Published on

Dimensional Modeling - Part 2: Basic Dimension Table Techniques

Authors
Article Cover
Table of Contents

1. Degenerate Dimension

A degenerate dimension is a concept within data warehousing and database design. It refers to a dimension that consists of a single attribute, typically a key or identifier, found in a fact table. This type of dimension is commonly encountered in scenarios involving transactional or accumulating snapshot fact tables.

For instance, consider a fact table that records sales transactions. In this context, the TransactionId can be regarded as a degenerate dimension. Unlike conventional dimensions, degenerate dimensions lack descriptive information or hierarchical structure.

Furthermore, they don't find a place in any separate dimension table as they are directly associated with the fact records themselves.

This streamlined approach can help reduce join complexity and storage overhead in data warehousing environments.

Fig 1. Illustration for Degenerated Dimension

Fig 1. Illustration for Degenerated Dimension

2. Conformed Dimension

A conformed dimension is descriptive master reference data that’s referenced in multiple dimensional models. Conformed dimensions are a fundamental element of the Kimball approach. Conformed dimensions allow DW/BI users to consistently slice-and-dice performance metrics from multiple business process data sources. Conformed dimensions allow data from different sources to be integrated based on common, unified dimension attributes. Finally, conformed dimensions allow a dimension table to be built and maintained once rather than recreating slightly different versions during each development cycle.

Reference: Design tip 135 conformed dimensions as the foundation for agile data warehousing

In a more specific scenario, ProductId and DateID are found in the Fact Sales and Fact Inventory tables and these identifiers establish essential links to the Dim Product and Dim Date dimensions, respectively.

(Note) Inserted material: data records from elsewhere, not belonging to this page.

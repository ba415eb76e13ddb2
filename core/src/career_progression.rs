//! Career progression — orchestrates a new release end to end.
//!
//! RELEASE PIPELINE (fixed order, one transaction):
//!   1. Load the card and verify ownership (nothing is scored for a
//!      non-owner).
//!   2. Genre consistency: exact / same family / different family.
//!   3. Insert the release with its consistency.
//!   4. Back-fill release impact: clamp(floor(q*100*c), 0, 100), then +10
//!      when mastery > 1.1, capped at 100. Clamp-then-bonus order matters
//!      near the boundary.
//!   5. Ranking update applied to the owner, release streams added to
//!      the card.
//!   6. Milestone check on the card, then the chart is recomputed so it
//!      sees any fame boost.
//!   7. Append the evolution record.
//!   8. Build the career summary.

use crate::{
    achievement_engine::{self, AwardedAchievement},
    config::{EngineConfig, GenreFamily},
    error::{ProgressionError, ProgressionResult},
    model::{ArtistEvolution, GenreShift, Release},
    ranking_engine::{self, RankingUpdate},
    rng::Roll,
    score_model,
    store::ProgressStore,
    types::{CardId, Timestamp, UserId},
};
use serde::{Deserialize, Serialize};

const EXACT_CONSISTENCY: f64 = 1.2;
const EXACT_MASTERY: f64 = 1.2;
const FAMILY_CONSISTENCY: f64 = 1.0;
const FAMILY_MASTERY: f64 = 1.1;
const FAMILY_SHIFT: f64 = 0.3;
const CROSS_CONSISTENCY: f64 = 0.6;
const CROSS_MASTERY: f64 = 0.8;
const CROSS_SHIFT: f64 = 0.8;

/// Mastery above this earns the release-impact bonus.
const MASTERY_BONUS_THRESHOLD: f64 = 1.1;
const MASTERY_BONUS: i64 = 10;

/// Shift intensity above this reads as a bold pivot.
const DRAMATIC_SHIFT: f64 = 0.7;
const MODERATE_SHIFT: f64 = 0.3;

// ── Public types ─────────────────────────────────────────────────────────────

/// A release as handed over by the upload/analysis layer.
#[derive(Debug, Clone, Serialize, Deserialize)]
pub struct ReleaseRequest {
    pub user_id: UserId,
    pub card_id: CardId,
    pub title: String,
    /// Genre detected by the excluded audio analysis.
    pub detected_genre: String,
    /// Opaque quality signal in [0, 1].
    pub music_quality: f64,
}

#[derive(Debug, Clone, Copy, Serialize, Deserialize, PartialEq, Eq)]
#[serde(rename_all = "snake_case")]
pub enum GenreMatch {
    Exact,
    SameFamily,
    Different,
}

#[derive(Debug, Clone, Serialize, Deserialize, PartialEq)]
pub struct GenreAnalysis {
    pub genre_match: GenreMatch,
    pub consistency: f64,
    pub mastery: f64,
    pub shift: Option<GenreShift>,
}

#[derive(Debug, Clone, Serialize, Deserialize, PartialEq)]
pub struct ReleaseOutcome {
    pub release: Release,
    pub ranking_update: RankingUpdate,
    pub evolution: ArtistEvolution,
    pub summary: String,
    /// Chart position the provisional estimate pointed at.
    pub provisional_position: i64,
    /// Owner's chart position once the release committed.
    pub chart_position: i64,
    pub achievements: Vec<AwardedAchievement>,
}

#[derive(Debug, Clone, Serialize, Deserialize, PartialEq)]
pub struct CareerOverview {
    pub card_id: CardId,
    pub total_releases: usize,
    pub genre_consistency_score: f64,
    pub artistic_growth_trend: String,
    pub best_performing_release: Option<Release>,
    pub career_highlights: Vec<String>,
}

// ── Genre analysis ───────────────────────────────────────────────────────────

/// Lowercase, with every run of non-alphanumerics collapsed to `_`.
/// "Hip-Hop" and "hip hop" both become "hip_hop".
pub fn normalize_genre(genre: &str) -> String {
    let mut out = String::with_capacity(genre.len());
    for ch in genre.trim().chars() {
        if ch.is_alphanumeric() {
            out.extend(ch.to_lowercase());
        } else if !out.is_empty() && !out.ends_with('_') {
            out.push('_');
        }
    }
    while out.ends_with('_') {
        out.pop();
    }
    out
}

/// Family a genre belongs to, if any. A family's own name counts as a member.
pub fn genre_family<'a>(genre: &str, families: &'a [GenreFamily]) -> Option<&'a str> {
    let key = normalize_genre(genre);
    families
        .iter()
        .find(|f| f.family == key || f.members.iter().any(|m| *m == key))
        .map(|f| f.family.as_str())
}

pub fn analyze_genre_consistency(
    established: &str,
    detected: &str,
    families: &[GenreFamily],
) -> GenreAnalysis {
    if normalize_genre(established) == normalize_genre(detected) {
        return GenreAnalysis {
            genre_match: GenreMatch::Exact,
            consistency: EXACT_CONSISTENCY,
            mastery: EXACT_MASTERY,
            shift: None,
        };
    }

    let shift = |intensity| {
        Some(GenreShift {
            from: established.to_string(),
            to: detected.to_string(),
            intensity,
        })
    };

    match (genre_family(established, families), genre_family(detected, families)) {
        (Some(a), Some(b)) if a == b => GenreAnalysis {
            genre_match: GenreMatch::SameFamily,
            consistency: FAMILY_CONSISTENCY,
            mastery: FAMILY_MASTERY,
            shift: shift(FAMILY_SHIFT),
        },
        _ => GenreAnalysis {
            genre_match: GenreMatch::Different,
            consistency: CROSS_CONSISTENCY,
            mastery: CROSS_MASTERY,
            shift: shift(CROSS_SHIFT),
        },
    }
}

/// Release impact in [0, 100].
pub fn release_impact(music_quality: f64, consistency: f64, mastery: f64) -> i64 {
    let impact = ((music_quality * 100.0 * consistency).floor() as i64).clamp(0, 100);
    if mastery > MASTERY_BONUS_THRESHOLD {
        (impact + MASTERY_BONUS).min(100)
    } else {
        impact
    }
}

// ── Narrative ────────────────────────────────────────────────────────────────

struct Narrative {
    artistic_growth: String,
    fan_reaction: String,
    headline: String,
}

This linkage designates the Dim Product and Dim Date dimensions as conformed dimensions within this particular context. This underscores the vital role of conformed dimensions, which play a pivotal role in harmonizing data across analyses, ensuring data uniformity and precise insights from various perspectives.

Moreover, calendar-date dimension extends beyond its role as a prime example of a conformed dimension and multiple hierarchies in dimensions - many dimensions inherently encompass more than one natural hierarchy. For instance, the calendar-date dimensions can encompass both a day-to-week-to-fiscal period hierarchy and a day-to-month-to-year hierarchy.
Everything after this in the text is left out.